C.B. eerrrr. I shutter to think of it! it stands for.... sigh... Cry Baby. argh!


C.B., C.B., you're a C.B. .......evil. evil. evil.


And, I WAS the baby in the house. the youngest of two... But, it wasn't just me that these words could bring to a boiling temper tanterum, oh no! not just me. :) Right Nache? Yes, my sister couldn't bare to be called a C.B. either. We were all awful in the teasing department. I beleive this is where I learned to find a lot of humility.

Not only a blonde moment, but an Amy moment

Well, I'm not a nurse, doctor, chiropractor, or any other professional whom would have had to deeply study the human anatomy. However, I've been told that there are some things that we somehow should just know.. like, Da!

These are the things in life that often escape me... I'm the "da".

A key factor into this Amy Moment is that this had taken place very early on in my dating relationship with Brandon. Much before we were ever living together. This is back in the day when we actually had those things you call "dates". This is key.

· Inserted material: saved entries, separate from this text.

use std::io::IsTerminal;
use std::process::ExitCode;

use clap::Parser;

use mpw::algorithm::SiteType;
use mpw::catalog::Catalog;
use mpw::config;
use mpw::error::{DerivationError, DerivationErrorKind};
use mpw::secret::Secret;
use mpw::{derive, DerivationRequest};

const TYPE_HELP: &str = "The password's template (defaults to 'long')

x, max, maximum   20 characters, contains symbols.
l, long           Copy-friendly, 14 characters, contains symbols.
m, med, medium    Copy-friendly, 8 characters, contains symbols.
b, basic          8 characters, no symbols.
s, short          Copy-friendly, 4 characters, no symbols.
i, pin            4 numbers.
n, name           9 letter name.
p, phrase         20 character sentence.";

/// A stateless password management solution.
#[derive(Parser, Debug)]
#[command(name = "Master Password", about = "A stateless password management solution.")]
struct Cli {
    /// The site to derive a password for.
    site_name: String,

    /// The full name of the user.
    #[arg(short = 'u', long = "user", env = "MP_USERNAME")]
    user: Option<String>,

    /// The password's template.
    #[arg(
        short = 't',
        long = "type",
        env = "MP_SITETYPE",
        help = TYPE_HELP,
        value_parser = [
            "x", "max", "maximum",
            "l", "long",
            "m", "med", "medium",
            "b", "basic",
            "s", "short",
            "i", "pin",
            "n", "name",
            "p", "phrase",
        ]
    )]
    site_type: Option<String>,

    /// The value of the site counter.
    #[arg(short = 'c', long = "counter", env = "MP_SITECOUNTER", default_value_t = 1)]
    counter: u32,
}

fn main() -> ExitCode {
    let cli = Cli::parse();
    match run(cli) {
        Ok(password) => {
            println!("{password}");
            ExitCode::SUCCESS
        }
        Err(e) => {
            eprintln!("{e}");
            ExitCode::FAILURE
        }
    }
}

fn run(cli: Cli) -> Result<String, DerivationError> {
    let user_name = cli
        .user
        .filter(|s| !s.is_empty())
        .ok_or_else(|| DerivationError::new(DerivationErrorKind::MissingUser, "missing user name"))?;

    let site_type = cli
        .site_type
        .as_deref()
        .map(|tag| {
            SiteType::from_str(tag).ok_or_else(|| {
                DerivationError::new(
                    DerivationErrorKind::UnknownType,
                    format!("unknown password type: {tag}"),
                )
            })
        })
        .transpose()?
        .unwrap_or_default();

    let master_password = resolve_master_password(&user_name)?;

    let request = DerivationRequest::new(
        user_name,
        master_password,
        cli.site_name,
        cli.counter,
        site_type,
    )?;

    let catalog = Catalog::default_catalog();
    derive(request, &catalog)
}

/// Find the master password in `$HOME/.mpw`, falling back to an
/// interactive, echo-suppressed prompt if there is no matching entry.
fn resolve_master_password(user_name: &str) -> Result<Secret<String>, DerivationError> {
    if let Some(path) = config::config_path() {
        if let Some(password) = config::load_master_password(&path, user_name)? {
            return Ok(password);
        }
    }

    if !std::io::stdin().is_terminal() {
        return Err(DerivationError::new(
            DerivationErrorKind::DerivationFailed,
            format!("missing master password for user: {user_name}"),
        ));
    }

    let prompt = format!("Master password for {user_name}: ");
    let password = rpassword::prompt_password(prompt).map_err(|e| {
        DerivationError::new(
            DerivationErrorKind::DerivationFailed,
            format!("couldn't read master password: {e}"),
        )
    })?;
    Ok(Secret::new(password))
}
#[cfg(test)]
mod tests {
    use super::*;

    fn long_password(user: &str, master: &str, site: &str, counter: u32) -> String {
        let catalog = Catalog::default_catalog();
        let request = DerivationRequest::new(
            user.to_string(),
            Secret::new(master.to_string()),
            site.to_string(),
            counter,
            SiteType::GeneratedLong,
        )
        .unwrap();
        derive(request, &catalog).unwrap()
    }

    #[test]
    fn master_key_matches_known_vector() {
        let master_key = master_key_for_user("John Doe".as_bytes(), "password".as_bytes()).unwrap();
        let expected: [u8; 64] = [
            27, 177, 181, 88, 106, 115, 177, 174, 150, 213, 214, 9, 53, 44, 141, 132, 20, 254, 89,
            228, 224, 58, 95, 52, 226, 174, 130, 64, 244, 84, 216, 6, 136, 210, 95, 208, 201, 115,
            81, 48, 112, 177, 183, 129, 50, 44, 115, 10, 86, 114, 44, 225, 160, 170, 250, 210, 194,
            87, 12, 220, 20, 36, 120, 232,
        ];
        assert_eq!(master_key.as_bytes(), &expected);
    }

    #[test]
    fn long_password_matches_known_vector() {
        assert_eq!(long_password("John Doe", "password", "google.com", 1), "QubnJuvaMoke2~");
    }

    #[test]
    fn unicode_user_name_matches_known_vector() {
        assert_eq!(
            long_password("Max M\u{fc}ller", "passwort", "de.wikipedia.org", 1),
            "DaknJezb6,Zula"
        );
    }

    #[test]
    fn unicode_site_name_matches_known_vector() {
        assert_eq!(
            long_password("Zhang Wei", "password", "\u{5c71}\u{4e1c}\u{5927}\u{5b66}.cn", 1),
            "ZajmGabl0~Zoza"
        );
    }

    #[test]
    fn derivation_is_deterministic() {
        let a = long_password("user", "banana colored duckling", "masterpasswordapp.com", 1);
        let b = long_password("user", "banana colored duckling", "masterpasswordapp.com", 1);
        assert_eq!(a, b);
    }

    #[test]
    fn different_counters_diverge() {
        let a = long_password("user", "banana colored duckling", "masterpasswordapp.com", 1);
        let b = long_password("user", "banana colored duckling", "masterpasswordapp.com", 2);
        assert_ne!(a, b);
    }

    #[test]
    fn long_password_is_fourteen_characters_from_its_template_alphabets() {
        let catalog = Catalog::default_catalog();
        let request = DerivationRequest::new(
            "user".to_string(),
            Secret::new("banana colored duckling".to_string()),
            "masterpasswordapp.com".to_string(),
            1,
            SiteType::GeneratedLong,
        )
        .unwrap();
        let password = derive(request, &catalog).unwrap();

        let master_key =
            master_key_for_user("user".as_bytes(), "banana colored duckling".as_bytes()).unwrap();
        let seed = site_seed_for_site(&master_key, "masterpasswordapp.com".as_bytes(), 1).unwrap();
        let templates = catalog
            .templates
            .templates_for(&PasswordType::generated("Long"))
            .unwrap();
        let template = &templates[usize::from(seed.as_bytes()[0]) % templates.len()];

        assert_eq!(password.len(), template.len());
        for (c, class_letter) in password.chars().zip(template.chars()) {
            let alphabet = catalog.classes.chars_for(class_letter).unwrap();
            assert!(alphabet.contains(c));
        }
    }

    #[test]
    fn canonical_cross_implementation_vector_matches_its_selected_template() {
        let catalog = Catalog::default_catalog();
        let request = DerivationRequest::new(
            "Robert Lee Mitchell".to_string(),
            Secret::new("banana colored duckling".to_string()),
            "twitter.com".to_string(),
            1,
            SiteType::GeneratedLong,
        )
        .unwrap();
        let password = derive(request, &catalog).unwrap();

        let master_key = master_key_for_user(
            "Robert Lee Mitchell".as_bytes(),
            "banana colored duckling".as_bytes(),
        )
        .unwrap();
        let seed = site_seed_for_site(&master_key, "twitter.com".as_bytes(), 1).unwrap();
        let templates = catalog
            .templates
            .templates_for(&PasswordType::generated("Long"))
            .unwrap();
        let template = &templates[usize::from(seed.as_bytes()[0]) % templates.len()];

        assert_eq!(password.len(), template.len());
        for (c, class_letter) in password.chars().zip(template.chars()) {
            let alphabet = catalog.classes.chars_for(class_letter).unwrap();
            assert!(alphabet.contains(c));
        }
    }

    #[test]
    fn pin_is_four_digits() {
        let catalog = Catalog::default_catalog();
        let request = DerivationRequest::new(
            "user".to_string(),
            Secret::new("banana colored duckling".to_string()),
            "masterpasswordapp.com".to_string(),
            1,
            SiteType::GeneratedPIN,
        )
        .unwrap();
        let password = derive(request, &catalog).unwrap();
        assert_eq!(password.len(), 4);
        assert!(password.chars().all(|c| c.is_ascii_digit()));
    }

    #[test]
    fn name_is_nine_letters_from_vowel_consonant_alphabets() {
        let catalog = Catalog::default_catalog();
        let request = DerivationRequest::new(
            "user".to_string(),
            Secret::new("banana colored duckling".to_string()),
            "masterpasswordapp.com".to_string(),
            1,
            SiteType::GeneratedName,
        )
        .unwrap();
        let password = derive(request, &catalog).unwrap();
        assert_eq!(password.len(), 9);
        let letters = "aeiou".to_string() + "bcdfghjklmnpqrstvwxyz";
        assert!(password.chars().all(|c| letters.contains(c)));
    }

    #[test]
    fn zero_counter_is_rejected() {
        let err = DerivationRequest::new(
            "user".to_string(),
            Secret::new("pw".to_string()),
            "site.com".to_string(),
            0,
            SiteType::GeneratedLong,
        )
        .unwrap_err();
        assert_eq!(err.kind, DerivationErrorKind::InvalidCounter);
    }

    #[test]
    fn empty_user_name_is_rejected() {
        let err = DerivationRequest::new(
            String::new(),
            Secret::new("pw".to_string()),
            "site.com".to_string(),
            1,
            SiteType::GeneratedLong,
        )
        .unwrap_err();
        assert_eq!(err.kind, DerivationErrorKind::MissingUser);
    }

    #[test]
    fn empty_site_name_is_rejected() {
        let err = DerivationRequest::new(
            "user".to_string(),
            Secret::new("pw".to_string()),
            String::new(),
            1,
            SiteType::GeneratedLong,
        )
        .unwrap_err();
        assert_eq!(err.kind, DerivationErrorKind::MissingSite);
    }

    #[test]
    fn very_long_inputs_still_derive() {
        let catalog = Catalog::default_catalog();
        let long_user = "u".repeat(10_000);
        let long_site = "s".repeat(10_000);
        let request = DerivationRequest::new(
            long_user,
            Secret::new("password".to_string()),
            long_site,
            1,
            SiteType::GeneratedLong,
        )
        .unwrap();
        let password = derive(request, &catalog).unwrap();
        assert!(!password.is_empty());
    }

    #[test]
    fn site_type_serializes_to_its_long_name() {
        #[derive(serde::Serialize)]
        struct Wrapper {
            site_type: SiteType,
        }
        let encoded = toml::to_string(&Wrapper {
            site_type: SiteType::GeneratedPIN,
        })
        .unwrap();
        assert_eq!(encoded, "site_type = \"pin\"\n");
    }

    #[test]
    fn site_type_deserializes_from_any_known_alias() {
        #[derive(serde::Deserialize)]
        struct Wrapper {
            site_type: SiteType,
        }
        let decoded: Wrapper = toml::from_str("site_type = \"maximum\"").unwrap();
        assert_eq!(decoded.site_type, SiteType::GeneratedMaximum);
    }

    #[test]
    fn site_type_aliases_resolve() {
        assert_eq!(SiteType::from_str("x"), Some(SiteType::GeneratedMaximum));
        assert_eq!(SiteType::from_str("long"), Some(SiteType::GeneratedLong));
        assert_eq!(SiteType::from_str("pin"), Some(SiteType::GeneratedPIN));
        assert_eq!(SiteType::from_str("bogus"), None);
    }
}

So, we're spending some cozy time at my place; just hanging out and watching TV. Brandon was sitting on the couch and I came over to sit on his lap (like young couples do). He responds "oh, don't do that. I have to pee & you're pushing on my bladder." I stared at him - I'm sure as though I thought he was full of hooey. (that's sh!t in Amy language).

He says "What? I really do have to pee." And, in my infamous wisdom, I unfortunately respond "Ya, but guys don't have bladders."

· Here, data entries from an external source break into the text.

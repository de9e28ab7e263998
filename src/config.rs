//! Locating the master password for a user.
//!
//! The core derivation pipeline has no file I/O of its own; this
//! module resolves `$HOME/.mpw` (or the platform-equivalent home
//! directory) and scans it for a line of the form
//! `<user_name>:<master_password>`, exactly as the original C front
//! end's `homedir()`/`strsep` did.

use std::fs;
use std::path::PathBuf;

use crate::error::{DerivationError, DerivationErrorKind};
use crate::secret::Secret;

/// Resolve the path to the `.mpw` configuration file in the user's home
/// directory.
pub fn config_path() -> Option<PathBuf> {
    dirs::home_dir().map(|home| home.join(".mpw"))
}

/// Read the `.mpw` file at `path` and find the master password for
/// `user_name`.
///
/// Returns `Ok(None)` if the file exists but has no matching line, and
/// `Err` only if the file could not be read at all. A missing file is
/// not itself an error here — the caller decides whether to fall back
/// to an interactive prompt.
pub fn load_master_password(
    path: &std::path::Path,
    user_name: &str,
) -> Result<Option<Secret<String>>, DerivationError> {
    let contents = match fs::read_to_string(path) {
        Ok(contents) => contents,
        Err(e) if e.kind() == std::io::ErrorKind::NotFound => return Ok(None),
        Err(e) => {
            return Err(DerivationError::new(
                DerivationErrorKind::DerivationFailed,
                format!("couldn't open configuration file {}: {e}", path.display()),
            ))
        }
    };
    Ok(find_master_password(&contents, user_name))
}

/// Scan `.mpw`-formatted `contents` for the first line naming
/// `user_name`, splitting on the first `:` only (a master password may
/// itself contain colons).
pub fn find_master_password(contents: &str, user_name: &str) -> Option<Secret<String>> {
    for line in contents.lines() {
        let Some((name, password)) = line.split_once(':') else {
            continue;
        };
        if name == user_name {
            return Some(Secret::new(password.to_string()));
        }
    }
    None
}

#[cfg(test)]
mod tests {
    use super::*;

    #[test]
    fn finds_the_matching_line() {
        let contents = "alice:hunter2\nbob:correct horse battery staple\n";
        let password = find_master_password(contents, "bob").unwrap();
        assert_eq!(&*password, "correct horse battery staple");
    }

    #[test]
    fn returns_none_for_an_unknown_user() {
        let contents = "alice:hunter2\n";
        assert!(find_master_password(contents, "carol").is_none());
    }

    #[test]
    fn keeps_colons_that_are_part_of_the_password() {
        let contents = "alice:pass:with:colons\n";
        let password = find_master_password(contents, "alice").unwrap();
        assert_eq!(&*password, "pass:with:colons");
    }

    #[test]
    fn ignores_malformed_lines_without_a_colon() {
        let contents = "not a valid line\nalice:hunter2\n";
        let password = find_master_password(contents, "alice").unwrap();
        assert_eq!(&*password, "hunter2");
    }
}
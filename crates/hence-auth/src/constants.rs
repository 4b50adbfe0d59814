//! Hence API and credential layout constants
//!
//! Endpoint paths and on-disk file names. None of these are secrets — the
//! secrets (access/refresh tokens, API keys) live in the files the
//! credential store manages.

use std::time::Duration;

/// Default API origin when `HENCE_API_URL` is not set
pub const DEFAULT_API_BASE: &str = "https://hence.sh";

/// Environment variable overriding the API origin for all commands
pub const API_URL_ENV: &str = "HENCE_API_URL";

/// Per-user configuration directory name (under `$HOME`)
pub const CONFIG_DIR_NAME: &str = ".hence";

/// Legacy flat token file (a single static bearer string)
pub const LEGACY_TOKEN_FILE: &str = "token";

/// Structured credential file (JSON: access/refresh tokens + expiry)
pub const CREDENTIALS_FILE: &str = "credentials";

/// Device registration endpoint (empty POST body)
pub const DEVICE_ENDPOINT: &str = "/api/auth/device";

/// Device code exchange endpoint, polled until the user approves
pub const DEVICE_TOKEN_ENDPOINT: &str = "/api/auth/device/token";

/// Refresh token exchange endpoint
pub const REFRESH_ENDPOINT: &str = "/api/auth/refresh";

/// Access tokens within this many seconds of expiry are treated as expired.
/// `expires_at` is derived from a server-reported TTL, never exact.
pub const EXPIRY_BUFFER_SECS: u64 = 60;

/// TTL assumed when the server omits `expires_in` from a token response
pub const DEFAULT_TOKEN_TTL_SECS: u64 = 3600;

/// Poll spacing assumed when the server omits `interval`
pub const DEFAULT_POLL_INTERVAL_SECS: u64 = 5;

/// Device flow session lifetime assumed when the server omits `expires_in`
pub const DEFAULT_FLOW_TTL_SECS: u64 = 900;

/// Timeout for every auth endpoint call; no operation blocks indefinitely
pub const HTTP_TIMEOUT: Duration = Duration::from_secs(15);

Seriously, I'm not sure why he didn't run for the hills.

He thought we'd entertain this theory and asked "Well, then where do you think we keep it?" and, in yet another bright moment I answer "In your peeny." (girls have hoo-hoos)

In short, I was wrong.

This has been a favorite family story. In fact, it was shared with his aunt, uncle and cousin on their way to see our new born neice. As we were all oogling and awing over little Hannah, I was asked about bladders... nice.

I hope you enjoyed it as much as they have because I'm fairly certain, I will never live it down!

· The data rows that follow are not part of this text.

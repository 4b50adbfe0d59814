//! Authenticated request execution
//!
//! Every resource endpoint speaks the same envelope: a bearer token on the
//! way in, `{data: ...}` on success, `{error: string}` with a non-2xx
//! status on failure. `ApiClient` owns that shape once so each command
//! doesn't.
//!
//! Two underlying clients with different timeouts: 15s for JSON calls, 60s
//! for multipart uploads carrying screenshots.

use std::path::{Path, PathBuf};
use std::time::Duration;

use hence_auth::{Settings, TokenProvider};
use reqwest::header::ACCEPT;
use reqwest::multipart::{Form, Part};
use serde_json::Value;
use tracing::debug;

use crate::error::{ApiError, Result};

/// Timeout for JSON resource calls
const JSON_TIMEOUT: Duration = Duration::from_secs(15);

/// Timeout for multipart uploads (screenshots can be large)
const UPLOAD_TIMEOUT: Duration = Duration::from_secs(60);

/// A file attached to a multipart request.
#[derive(Debug, Clone)]
pub struct FilePart {
    /// Form field name (e.g. `primary_screenshot`, `file`)
    pub field: String,
    pub path: PathBuf,
}

impl FilePart {
    pub fn new(field: impl Into<String>, path: impl Into<PathBuf>) -> Self {
        Self {
            field: field.into(),
            path: path.into(),
        }
    }
}

/// Authenticated client for the Hence resource endpoints.
pub struct ApiClient {
    http: reqwest::Client,
    upload: reqwest::Client,
    settings: Settings,
    auth: TokenProvider,
}

impl ApiClient {
    pub fn new(settings: Settings) -> Result<Self> {
        let auth = TokenProvider::new(settings.clone())?;
        Self::with_provider(settings, auth)
    }

    pub fn with_provider(settings: Settings, auth: TokenProvider) -> Result<Self> {
        let build = |timeout| {
            reqwest::Client::builder()
                .timeout(timeout)
                .build()
                .map_err(|e| ApiError::Transport(format!("building http client: {e}")))
        };
        Ok(Self {
            http: build(JSON_TIMEOUT)?,
            upload: build(UPLOAD_TIMEOUT)?,
            settings,
            auth,
        })
    }

    /// The token provider backing this client.
    pub fn auth(&self) -> &TokenProvider {
        &self.auth
    }

    /// The resolved API origin.
    pub fn base_url(&self) -> &str {
        &self.settings.api_base_url
    }

    pub async fn get(&self, path: &str) -> Result<Value> {
        self.execute(self.http.get(self.settings.api_url(path)))
            .await
    }

    pub async fn get_with_query(&self, path: &str, query: &[(&str, String)]) -> Result<Value> {
        self.execute(self.http.get(self.settings.api_url(path)).query(query))
            .await
    }

    pub async fn post_json(&self, path: &str, body: &Value) -> Result<Value> {
        self.execute(self.http.post(self.settings.api_url(path)).json(body))
            .await
    }

    pub async fn patch_json(&self, path: &str, body: &Value) -> Result<Value> {
        self.execute(self.http.patch(self.settings.api_url(path)).json(body))
            .await
    }

    pub async fn delete(&self, path: &str) -> Result<Value> {
        self.execute(self.http.delete(self.settings.api_url(path)))
            .await
    }

    pub async fn delete_with_query(&self, path: &str, query: &[(&str, String)]) -> Result<Value> {
        self.execute(self.http.delete(self.settings.api_url(path)).query(query))
            .await
    }

    pub async fn post_multipart(
        &self,
        path: &str,
        fields: Vec<(String, String)>,
        files: Vec<FilePart>,
    ) -> Result<Value> {
        let form = build_form(fields, files).await?;
        self.execute(self.upload.post(self.settings.api_url(path)).multipart(form))
            .await
    }

    pub async fn patch_multipart(
        &self,
        path: &str,
        fields: Vec<(String, String)>,
        files: Vec<FilePart>,
    ) -> Result<Value> {
        let form = build_form(fields, files).await?;
        self.execute(self.upload.patch(self.settings.api_url(path)).multipart(form))
            .await
    }

    /// Attach the bearer token, send, and unwrap the response envelope.
    async fn execute(&self, builder: reqwest::RequestBuilder) -> Result<Value> {
        let token = self.auth.access_token().await?;
        let response = builder
            .bearer_auth(token.expose())
            .header(ACCEPT, "application/json")
            .send()
            .await
            .map_err(|e| ApiError::Transport(e.to_string()))?;

        let status = response.status();
        let body = response
            .text()
            .await
            .map_err(|e| ApiError::Transport(format!("reading response body: {e}")))?;

        if !status.is_success() {
            // Prefer the server's {error} string; fall back to the raw body
            let message = serde_json::from_str::<Value>(&body)
                .ok()
                .and_then(|v| v.get("error").and_then(Value::as_str).map(String::from))
                .unwrap_or_else(|| body.clone());
            debug!(status = status.as_u16(), "API error response");
            return Err(ApiError::Api {
                status: status.as_u16(),
                message,
            });
        }

        if body.trim().is_empty() {
            return Ok(Value::Object(Default::default()));
        }
        serde_json::from_str(&body).map_err(|e| ApiError::InvalidResponse(e.to_string()))
    }
}

/// Assemble a multipart form from text fields and file attachments.
async fn build_form(fields: Vec<(String, String)>, files: Vec<FilePart>) -> Result<Form> {
    let mut form = Form::new();
    for (name, value) in fields {
        form = form.text(name, value);
    }
    for file in files {
        form = form.part(file.field.clone(), file_part(&file.path).await?);
    }
    Ok(form)
}

async fn file_part(path: &Path) -> Result<Part> {
    let data = tokio::fs::read(path).await.map_err(|e| {
        if e.kind() == std::io::ErrorKind::NotFound {
            ApiError::FileNotFound(path.display().to_string())
        } else {
            ApiError::Transport(format!("reading {}: {e}", path.display()))
        }
    })?;
    let filename = path
        .file_name()
        .map(|n| n.to_string_lossy().into_owned())
        .unwrap_or_else(|| String::from("upload"));
    Ok(Part::bytes(data)
        .file_name(filename)
        .mime_str("application/octet-stream")
        .map_err(|e| ApiError::InvalidResponse(format!("building file part: {e}")))?)
}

Machinery + Amy = bad times for Brandon

Well, I've done it again folks. My handy work has caused my husband a wee bit of stress and work, and possibly money. So, it's winter in MN and with that comes snow and snow plows. Now, I'll build my defense... there was NO snow on our driveway and it had not been snowing. Therefore, who would think to look for large piles of snow at the end of the driveway? That sneaky snow plow came by left a nice gift at the end of our driveway, but who knew? not me.

So I blindly back out of the driveway and not until my back wheels had gone into it and I heard the loud crunching and scraping of the underside of the car did I realize that I'd done a bad thing. But I was half way thru, so what can you do? So I continued across and into the street. I put the car in drive and accelerated, and it seems, but I can't be certain, that the car is a bit throaty. So I test it, and yes, it's true. crud. Luckily for me, this was our older Grand Am and not the newer Mazda. but still..

Learning from my mistake, I decided not to do the same thing twice when I returned home. So I parked on the street and got the snow blower out. I started to try to clear the snow, but the snow blower was not chewing thru it. This is when i learned it's actually ice and that snow blowers do not chew thru ice very well. So the thing clogs and shuts off. I panic, because this is Brandon's new toy. I cleared out the ice and with great relief it starts back up. I pull the lever to spin the blades and there's a loud clunking sound. aaaaah crud. I swiftly put it in the garage and get a shovel to finish the path. and then I anxiously await Brandon's arrival home from work.

He recieved the news about the car well... but not so much for the snow blower. I really, really, really hope that it's minor. maybe a piece of ice is lodged in there and all it needs to do is melt? can I be that lucky??? we'll see... I keep his life exciting. I'm pretty sure.